```Consider a (1-dimensional) advection process, for some concentration u(x,t),
whose initial profile is u(x,0) = u0(x), driven by a given (constant) velocity field V,
in an (appropriately chosen) interval a ≤ x ≤ b  whose ends are impermeable,
during some time  0 <= t <= tmax.

1. State precisely the (full) mathematical problem modeling this process.

2. Show that the exact solution of the Initial Value Problem is u(x,t) = u0(x−Vt),
assuming u0(x) is differentiable.

Take as initial profile the "square bump":  u0(x) = 5 for 1 ≤ x ≤ 2,  u0(x) = 0 otherwise.

3. Describe what you expect to happen qualitatively and sketch this initial profile u0(x)
and the expected profile at time t=4 if V=1 and if V=5.  How far does the pulse travel ?

4. Implement the explicit upwind scheme for this problem,
and derive the CFL stability condition.

In your code, use:  Dtexpl = Dx/V , Dt = factor*Dtexpl, so factor can be changed easily
(make it an input parameter along with V, a, b).

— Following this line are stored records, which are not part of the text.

mod controls;
mod details;
mod fps;
mod panels;

pub(super) use panels::draw_loading;
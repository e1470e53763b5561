//! Interactive similarity graph for movies and series: a force-directed
//! layout of poster cards around a center item, with hover explanations of
//! why items are connected.

pub mod app;
pub mod graph;
pub mod source;
mod util;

Assume constant velocity  V>0,  and use: MM = 32, tmax=4.0, dtout=2.0,
a=0, and  b  big enough so that the entire action happens inside [a,b] (from 3.).
Every dtout (starting at time=0.), your code should output the time, number of time-steps,
maximum U-value, and also the entire profile of U  (including at time tmax) for plotting.

For each of the cases listed bellow, do the following:
plot the initial and final profiles on one plot ( set yrange [0:5.5]  in gnuplot to see the top clearly).
on the plot, mark the parameter values that generated it, mark which curve is at what time, and make
comments/observations as to what you think is happening, how it compares with other cases and why
(annotations can be by hand on the plot printouts).
look at the {time,Umax} pairs you generated, comment on what you observe.

5. Here are the cases to examine.
(a)  V = 1.,   factor = 1.0
(b)  V = 5.,   factor = 1.0
(c)  V = 5.,   factor = 1.05
(d)  V = 5.,   factor = 0.9
(e)  V = 5.,   factor = 0.5

```